2.浴水。如《史记·殷本纪》曰:“简狄,有娀氏之女,为帝喾次妃。三人行浴,见玄鸟堕其卵,简狄取吞之,因孕生契。”《列女传》称简狄“与其妹娣浴于玄丘之水。有玄鸟衔卵,过而坠之,五色甚好。简狄与其妹娣竞往取之。简狄得而含之,误而吞之,遂生契焉”。《帝王世纪》曰:“简狄浴玄丘之水,燕遗卵,吞之,剖背生契。”而《今本竹书纪年》则曰:“简狄以春分玄鸟至之日从帝祀郊禖,与其妹浴于玄丘之水,有玄鸟衔卵而坠之,五色甚好,二人竞取,覆以玉筐,简狄先得而吞之,遂孕,胸剖而生契。”这是“郊禖”说与“浴水”说的结合。
3.台上。如《楚辞·天问》曰:“简狄在台,喾何宜?玄鸟致贻,女何喜?”王逸注:“言简狄侍帝喾于台上,有飞燕堕遗其卵,喜而吞之,因生契也。”《离骚》曰:“望瑶台之偃蹇兮,见有娀之佚女。”亦用此典。《吕氏春秋·音初》曰:“有娀氏有二佚女,为之九成之台,饮食必以鼓。帝令燕往视之,鸣若‘隘隘’。二女爱而争搏之,覆以玉筐,少选,发而视之,燕遗二卵,北飞,遂不反,二女作歌一终,曰‘燕燕往飞’,实始作为北音。”此例中未提到帝喾,所称之帝可以“令燕”,故似应理解为天帝。那么此说中有娀氏之女则是“处女感孕”,这也是世界各地神话中常见的母题。
4.桑野。如《拾遗记》曰:“简狄游于桑野,见黑鸟遗卵于地,有五色文,作‘八百’字。简狄拾之,贮以玉筐,覆以朱绂,夜梦神女谓之曰:‘尔怀此卵,即生圣子,以继金德。’狄乃怀卵一年,而有娠,经十四月而生契。”

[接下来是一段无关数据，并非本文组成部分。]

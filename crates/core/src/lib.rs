//! KopiKU Core - Shared types and cart model.
//!
//! This crate provides the common types used across all KopiKU components:
//! - `storefront` - Catalog client, cart store, auth session, checkout
//! - `cli` - Command-line storefront driver
//!
//! # Architecture
//!
//! The core crate contains only types and pure operations - no I/O, no HTTP
//! clients, no storage access. The cart collection lives here because its
//! merge/removal semantics are pure; everything that touches storage or the
//! network lives in `kopiku-storefront`.
//!
//! # Modules
//!
//! - [`types`] - Newtype wrappers for ids, prices, and catalog products
//! - [`cart`] - The cart collection and its line items

#![cfg_attr(not(test), forbid(unsafe_code))]

pub mod cart;
pub mod types;

pub use cart::*;
pub use types::*;
//! Menubot SDK
//!
//! Shared data model and error types for the Menubot engine.
//! This crate holds no I/O so it can be reused by other front ends.

/// Error types and handling
pub mod errors;

/// Menu, cart and order types
pub mod types;

/// Outbound message descriptors
pub mod reply;

// Re-export commonly used types
pub use errors::{BotError, BotErrorExt};
pub use reply::{Choice, ListSection, OutboundMessage};
pub use types::{
    cart_total, CartLine, MenuItem, OrderDraft, OrderRecord, OrderStatus, OrderType,
};
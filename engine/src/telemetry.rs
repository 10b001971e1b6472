//! Telemetry and Observability
//!
//! Handles setting up `tracing-subscriber` for structured logging.
//! Supports config-driven log levels, environment variable overrides,
//! and format switching between pretty (debug) and JSON (release).
//! Logs go to stderr so `simulate` and `--json` output stay clean on stdout.

use tracing_subscriber::{fmt, layer::SubscriberExt, util::SubscriberInitExt, EnvFilter};

/// Filter directive used when `RUST_LOG` is not set
pub fn default_filter(log_level: &str) -> String {
    format!(
        "{level},menubot_engine={level},menubot={level},tower_http={level}",
        level = log_level
    )
}

/// Initialize the tracing subscriber with the given log level from config.
///
/// Priority: `RUST_LOG` env var > `log_level` parameter > default "info"
///
/// In debug builds: pretty-printed terminal output.
/// In release builds: JSON structured output with spans.
pub fn init_telemetry_with_level(log_level: &str) {
    let env_filter = EnvFilter::try_from_default_env()
        .unwrap_or_else(|_| EnvFilter::new(default_filter(log_level)));

    #[cfg(debug_assertions)]
    {
        tracing_subscriber::registry()
            .with(env_filter)
            .with(
                fmt::layer()
                    .pretty()
                    .with_target(false)
                    .with_writer(std::io::stderr),
            )
            .try_init()
            .ok();
    }

    #[cfg(not(debug_assertions))]
    {
        tracing_subscriber::registry()
            .with(env_filter)
            .with(
                fmt::layer()
                    .json()
                    .with_current_span(true)
                    .with_writer(std::io::stderr),
            )
            .try_init()
            .ok();
    }
}

/// Initialize the tracing subscriber with default settings.
///
/// Used before config is loaded; a later call is a no-op.
pub fn init_telemetry() {
    init_telemetry_with_level("info");
}

#[cfg(test)]
mod tests {
    use super::*;

    #[test]
    fn test_default_filter_covers_crate_and_http() {
        let filter = default_filter("debug");
        assert!(filter.starts_with("debug,"));
        assert!(filter.contains("menubot_engine=debug"));
        assert!(filter.contains("tower_http=debug"));
        assert!(EnvFilter::try_new(&filter).is_ok());
    }

    #[test]
    fn test_init_is_idempotent() {
        init_telemetry_with_level("warn");
        init_telemetry();
    }
}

《史记索隐》引谯周云:“契生尧代,舜始举之,必非喾子。以其父微,故不着名。其母娀氏女,与宗妇三人浴于川,玄鸟遗卵,简狄吞之,则简狄非帝喾次妃明也。”如果承认简狄吞卵感孕而生契,那么帝喾不应是契的生父。而且在当时的社会条件下,也不可能有所谓“元妃”、“次妃”之类的概念。
《山海经·海外西经》称:“女子国在巫咸北,两女子居,水周之。一曰居一门中。”郭璞《山海经图赞》曰:“简狄有吞,姜嫄有履。女子之国,浴于黄水。乃娠乃字,生男则死。”将简狄、姜嫄感孕生子的事同女子国的生育方式相类比。郝懿行《山海经笺疏》注:“居一门中,盖谓女国所居同一聚落也。”[3]所释甚确。所谓女子国应即是母系氏族。《西游记》中关于西梁女国有一系列情节描写,如将外来男子称为“人种”,馆驿称为“迎阳驿”[4]等,都暗示出母系氏族中女子见到外来男子便主动求偶、以求受孕的习俗。马林诺夫斯基曾提到不列颠新几内亚特罗布裏恩群岛一些村舍的女除草者拥有一个称为“约萨”的特权,可以对过路的陌生男子进行多对一的性侵害[5]。
简狄为有娀氏之女,“娀”字从“女”,据此可推断“有娀氏”可能当时本身就是、或者出自一个母系氏族部落;史载契长成后受封于商,而其后又有商族历代男性祖先的世系记载,据此可推断契的后代应属于父系氏族部落。就是说由简狄到契大体反映了从母系氏族公社向父系氏族公社的过渡 [6]。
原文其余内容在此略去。